Memory sizes for S1070

Hello everyone,

We just received an S1070 and I am porting C++ simulation code to Cuda and in the process of trying to establish strategies for the use of various kinds of memory on the device so as to optimize performance. I have asked NVidia several times for the complete technical specs on this device with no success. Here’s what I know.

The S1070 is essentially 4 x C1060, meaning for each card it has 4GB SDRAM, 64k x 32bit registers x 30 SM, 16 x 1KB shared memory x 30 SM. No mention is made in the documentation for the size of the caches, nor the constant or texture memory spaces. I know that constant memory is cached, so it clearly is memory wired separate from SDRAM, but how much is configured? Texture memory access is faster than global, so it could be created from SDRAM with better mapping or it could be separate memory. Which is it? Either way, I need to know the limitations that apply to all the types of memory on this device in order to handle this port properly.

I think these are very reasonable questions and this information should have been included in the specs for the device. Would one of the NVidia engineers, or any forum member, who has access to this information please share it with me.

Thank you,

            - R

I think most of what you’re looking for is either in the programming guide or in the specs or in the sdk samples.

Constant is 64K size and costs 1 cycle per access if all threads access the same cell.

Here’s the output of deviceQuery:

Device 0: "GeForce GTX 295"

  Major revision number:						 1

  Minor revision number:						 3

  Total amount of global memory:				 938803200 bytes

  Number of multiprocessors:					 30

  Number of cores:							   240

[b]  Total amount of constant memory:			   65536 bytes

  Total amount of shared memory per block:	   16384 bytes[/b]

  Total number of registers available per block: 16384

  Warp size:									 32

  Maximum number of threads per block:		   512

  Maximum sizes of each dimension of a block:	512 x 512 x 64

  Maximum sizes of each dimension of a grid:	 65535 x 65535 x 1

  Maximum memory pitch:						  262144 bytes

  Texture alignment:							 256 bytes

  Clock rate:									1.24 GHz

  Concurrent copy and execution:				 Yes

You can also google for such things:

I believe this can’t be done for you, its so program/developer dependant.

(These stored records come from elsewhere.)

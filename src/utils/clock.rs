//! Time source used for creation and expiry timestamps.

use chrono::{DateTime, Utc};

/// Provides the current time.
#[cfg_attr(test, mockall::automock)]
pub trait Clock: Send + Sync {
    fn now(&self) -> DateTime<Utc>;
}

/// Wall-clock time.
#[derive(Debug, Default, Clone, Copy)]
pub struct SystemClock;

impl Clock for SystemClock {
    fn now(&self) -> DateTime<Utc> {
        Utc::now()
    }
}
//! # Shortlink Registry
//!
//! An in-memory short-link registry with batch validation, access accounting
//! and an append-only event log, served over HTTP with Axum.
//!
//! ## Architecture
//!
//! - **Domain Layer** ([`domain`]) - Entities and the event log
//! - **Application Layer** ([`application`]) - Link registry and batch validator
//! - **API Layer** ([`api`]) - REST handlers, DTOs and middleware
//! - **Utilities** ([`utils`]) - Identifier generation and the clock seam
//!
//! ## Features
//!
//! - Random fixed-length identifiers or caller-chosen shortcodes
//! - Whole-batch validation before anything is registered
//! - Exact access counting under concurrency
//! - `CREATE` / `ACCESS` audit events with configurable retention
//!
//! ## Quick Start
//!
//! ```bash
//! cargo run                      # HTTP service on 0.0.0.0:3000
//! cargo run --bin shortlink      # interactive terminal client
//! ```
//!
//! ## Configuration
//!
//! Service configuration is loaded from environment variables via [`config::Config`].
//! See [`config`] module for available options.

pub mod api;
pub mod application;
pub mod domain;
pub mod error;
pub mod state;
pub mod utils;

pub mod config;
pub mod server;

pub mod routes;

pub use error::AppError;
pub use state::AppState;

/// Commonly used types for external consumers.
///
/// Re-exports frequently used types to simplify imports for library users
/// and integration tests.
pub mod prelude {
    pub use crate::application::services::{
        BatchOutcome, BatchValidator, CreationRequest, ExpiryPolicy, LinkRegistry,
    };
    pub use crate::domain::entities::{DomainEvent, EventKind, Link, NewLink, Validity, ValidityUnit};
    pub use crate::domain::event_log::{EventRecorder, EventRetention};
    pub use crate::error::AppError;
    pub use crate::state::AppState;
    pub use crate::utils::code_generator::CodeGenerator;
}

You should try to experiment yourself and you’ll see what works

best for your algorithm. And then you can try to tune it better, change the algorithm, re-calculate instead of read data from gmem, use shared

memory in another way, reconfigure blocks/threads etc… its just too much details - that’s the fun of it !!! :)

eyal

Check the CUDA Programming Guide. It has everything you need to know to use all of those memory spaces to their fullest: Including the sizes that you say are not there.

The short version (on a single C1060)
Constant memory:
64 KiB total
Cache per multiprocessor: 8 kiB
Optimal use: Constant memory is only optimal when every single thread in a warp is reading the same address from constant memory.

Texture memory:
Anything in device memory can be bound to a texture
Texture cache per multiprocessor: ~8 kiB

  • Texture memory is NOT faster than global. It is reading all of the data from the device memory, after all.
    The texture memory just allows you to make uncoalesced memory reads faster than un-cached global memory reads do.
    Optimal use: As the programming guide says, you get optimal performance out of the texture memory when all threads in a warp access values “nearby” in the texture.

For the long version: see the CUDA Progamming guide v2.2 section 5.1.2 for information on optimal memory access patterns and appendix A for the memory and cache sizes.

Thank you very much eyalhir74:

I didn’t see that ConstantMem was one of the variables in the cudaDeviceProp struct so that answers the question about constant memory, so based on the Dobbs article you really can allocate as much texture memory from SDRAM as you want, correct?

  • R

Thanks MisterAnderson42,

I disagree that this level of device-specific information is in the programming guide. Specific device configurations are referenced in Appendix A, and the reference to the S1070 has the following information: NumberOfMP: 4x30, ComputeCapability: 1.3. To my knowledge there is no guarantee that all devices of compute capability 1.3 will all have the same specs, only that a guaranteed minimum can be provided. Did I miss something?

  • R

Take a look at MisterAnderson’s response - he is the real professional guy :)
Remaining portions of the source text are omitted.